//! Dead-code removal driven by bit-precision liveness.
//!
//! The action runs [`ConsumeAnalysis`] and commits its result:
//!
//! - A written value that no live operation reaches loses its defining
//!   operation. Calls keep their side effects and only lose the output.
//! - A value that is reached but has no consumed bit is known not to matter.
//!   Every read is redirected to a zero constant and the definition goes away
//!   as above.
//! - Loads anchored by the volatile-load guard are pinned with
//!   [`ValueFlags::AUTO_LIVE_HOLD`] so later rounds keep them.
//!
//! Only values in spaces open to dead-code removal are touched; everything
//! else was seeded fully consumed by the analysis anyway.

use crate::{
    analysis::{
        ConsumeAnalysis, ConsumeMasks, Function, OpCode, OpFlags, OpId, ValueFlags, ValueId,
    },
    compiler::{context::PassContext, events::EventKind, pass::Action},
    Result,
};

#[derive(Debug, Clone, Copy, PartialEq, Eq)]
enum Verdict {
    /// Nothing live reads the value.
    Unreached,
    /// Reached, but no bit of it is consumed.
    Vacuous,
}

/// Removes operations whose results are never consumed.
pub struct DeadCodeAction;

impl DeadCodeAction {
    fn candidates(func: &Function, masks: &ConsumeMasks) -> Vec<(ValueId, OpId, Verdict)> {
        func.values()
            .filter(|v| func.is_dead_removal_allowed(v.space()))
            .filter_map(|v| {
                let def = v.def()?;
                if !masks.is_reached(v.id()) {
                    Some((v.id(), def, Verdict::Unreached))
                } else if masks.mask(v.id()) == 0 && v.size() <= 8 && !v.has_no_reads() {
                    Some((v.id(), def, Verdict::Vacuous))
                } else {
                    None
                }
            })
            .collect()
    }

    fn anchor_loads(
        func: &mut Function,
        ctx: &PassContext,
        masks: &ConsumeMasks,
        unit: &str,
    ) -> Result<()> {
        for &load in masks.anchored_loads() {
            let Some(value) = func.value(load) else {
                continue;
            };
            if value.flags().contains(ValueFlags::AUTO_LIVE_HOLD) {
                continue;
            }
            func.set_value_flag(load, ValueFlags::AUTO_LIVE_HOLD, true)?;
            ctx.events
                .record(EventKind::LoadAnchored)
                .at(func.entry(), load.index())
                .unit(unit)
                .message(format!("{load} loaded from a constant address"));
        }
        Ok(())
    }

    fn mark_indirect_sources(func: &mut Function, masks: &ConsumeMasks) -> Result<()> {
        for op in func.op_ids() {
            func.set_op_flag(op, OpFlags::INDIRECT_SOURCE, false)?;
        }
        for &op in masks.indirect_sources() {
            if func.op(op).is_some() {
                func.set_op_flag(op, OpFlags::INDIRECT_SOURCE, true)?;
            }
        }
        Ok(())
    }
}

impl Action for DeadCodeAction {
    fn name(&self) -> &'static str {
        "deadcode"
    }

    fn group(&self) -> &'static str {
        "deadcode"
    }

    fn description(&self) -> &'static str {
        "Removes operations whose output bits are never consumed"
    }

    fn apply(&self, func: &mut Function, ctx: &mut PassContext) -> Result<usize> {
        let masks = ConsumeAnalysis::new(func, ctx.config(), ctx.pass_number()).run()?;
        let unit = ctx.current_unit().unwrap_or(self.name()).to_string();
        let entry = func.entry();

        Self::anchor_loads(func, ctx, &masks, &unit)?;
        Self::mark_indirect_sources(func, &masks)?;

        let mut changes = 0;
        for (value, def, verdict) in Self::candidates(func, &masks) {
            // an earlier removal may already have taken the value or its writer
            let Some(current) = func.value(value) else {
                continue;
            };
            let size = current.size();
            let Some(op) = func.op(def) else {
                continue;
            };
            if op.output() != Some(value) {
                continue;
            }
            let keep_op = op.is_call() || op.opcode() == OpCode::CallOther;

            if verdict == Verdict::Vacuous {
                let zero = func.new_constant(size, 0)?;
                let redirected = func.replace_reads(value, zero)?;
                ctx.events
                    .record(EventKind::ValueZeroed)
                    .at(entry, def.index())
                    .unit(unit.as_str())
                    .message(format!("{redirected} reads of {value} replaced by zero"));
            }

            if keep_op {
                func.unset_output(def)?;
                ctx.events
                    .record(EventKind::OutputRemoved)
                    .at(entry, def.index())
                    .unit(unit.as_str())
                    .message(format!("dead output {value} of {def}"));
            } else {
                func.destroy_op(def)?;
                ctx.events
                    .record(EventKind::OpDestroyed)
                    .at(entry, def.index())
                    .unit(unit.as_str())
                    .message(format!("{def} writes dead {value}"));
            }
            changes += 1;
        }
        Ok(changes)
    }
}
--------------------------------------------------
**Your task:** Would you restate the entries word for word, omitting none?

**Written reply:**
//! Dead-code removal driven by bit-precision liveness.
//!
//! The action runs [`ConsumeAnalysis`] and commits its result:
//!
//! - A written value that no live operation reaches loses its defining
//!   operation. Calls keep their side effects and only lose the output.
//! - A value that is reached but has no consumed bit is known not to matter.
//!   Every read is redirected to a zero constant and the definition goes away
//!   as above.
//! - Loads anchored by the volatile-load guard are pinned with
//!   [`ValueFlags::AUTO_LIVE_HOLD`] so later rounds keep them.
//!
//! Only values in spaces open to dead-code removal are touched; everything
//! else was seeded fully consumed by the analysis anyway.

use crate::{
    analysis::{
        ConsumeAnalysis, ConsumeMasks, Function, OpCode, OpFlags, OpId, ValueFlags, ValueId,
    },
    compiler::{context::PassContext, events::EventKind, pass::Action},
    Result,
};

#[derive(Debug, Clone, Copy, PartialEq, Eq)]
enum Verdict {
    /// Nothing live reads the value.
    Unreached,
    /// Reached, but no bit of it is consumed.
    Vacuous,
}

/// Removes operations whose results are never consumed.
pub struct DeadCodeAction;

impl DeadCodeAction {
    fn candidates(func: &Function, masks: &ConsumeMasks) -> Vec<(ValueId, OpId, Verdict)> {
        func.values()
            .filter(|v| func.is_dead_removal_allowed(v.space()))
            .filter_map(|v| {
                let def = v.def()?;
                if !masks.is_reached(v.id()) {
                    Some((v.id(), def, Verdict::Unreached))
                } else if masks.mask(v.id()) == 0 && v.size() <= 8 && !v.has_no_reads() {
                    Some((v.id(), def, Verdict::Vacuous))
                } else {
                    None
                }
            })
            .collect()
    }

    fn anchor_loads(
        func: &mut Function,
        ctx: &PassContext,
        masks: &ConsumeMasks,
        unit: &str,
    ) -> Result<()> {
        for &load in masks.anchored_loads() {
            let Some(value) = func.value(load) else {
                continue;
            };
            if value.flags().contains(ValueFlags::AUTO_LIVE_HOLD) {
                continue;
            }
            func.set_value_flag(load, ValueFlags::AUTO_LIVE_HOLD, true)?;
            ctx.events
                .record(EventKind::LoadAnchored)
                .at(func.entry(), load.index())
                .unit(unit)
                .message(format!("{load} loaded from a constant address"));
        }
        Ok(())
    }

    fn mark_indirect_sources(func: &mut Function, masks: &ConsumeMasks) -> Result<()> {
        for op in func.op_ids() {
            func.set_op_flag(op, OpFlags::INDIRECT_SOURCE, false)?;
        }
        for &op in masks.indirect_sources() {
            if func.op(op).is_some() {
                func.set_op_flag(op, OpFlags::INDIRECT_SOURCE, true)?;
            }
        }
        Ok(())
    }
}

impl Action for DeadCodeAction {
    fn name(&self) -> &'static str {
        "deadcode"
    }

    fn group(&self) -> &'static str {
        "deadcode"
    }

    fn description(&self) -> &'static str {
        "Removes operations whose output bits are never consumed"
    }

    fn apply(&self, func: &mut Function, ctx: &mut PassContext) -> Result<usize> {
        let masks = ConsumeAnalysis::new(func, ctx.config(), ctx.pass_number()).run()?;
        let unit = ctx.current_unit().unwrap_or(self.name()).to_string();
        let entry = func.entry();

        Self::anchor_loads(func, ctx, &masks, &unit)?;
        Self::mark_indirect_sources(func, &masks)?;

        let mut changes = 0;
        for (value, def, verdict) in Self::candidates(func, &masks) {
            // an earlier removal may already have taken the value or its writer
            let Some(current) = func.value(value) else {
                continue;
            };
            let size = current.size();
            let Some(op) = func.op(def) else {
                continue;
            };
            if op.output() != Some(value) {
                continue;
            }
            let keep_op = op.is_call() || op.opcode() == OpCode::CallOther;

            if verdict == Verdict::Vacuous {
                let zero = func.new_constant(size, 0)?;
                let redirected = func.replace_reads(value, zero)?;
                ctx.events
                    .record(EventKind::ValueZeroed)
                    .at(entry, def.index())
                    .unit(unit.as_str())
                    .message(format!("{redirected} reads of {value} replaced by zero"));
            }

            if keep_op {
                func.unset_output(def)?;
                ctx.events
                    .record(EventKind::OutputRemoved)
                    .at(entry, def.index())
                    .unit(unit.as_str())
                    .message(format!("dead output {value} of {def}"));
            } else {
                func.destroy_op(def)?;
                ctx.events
                    .record(EventKind::OpDestroyed)
                    .at(entry, def.index())
                    .unit(unit.as_str())
                    .message(format!("{def} writes dead {value}"));
            }
            changes += 1;
        }
        Ok(changes)
    }
}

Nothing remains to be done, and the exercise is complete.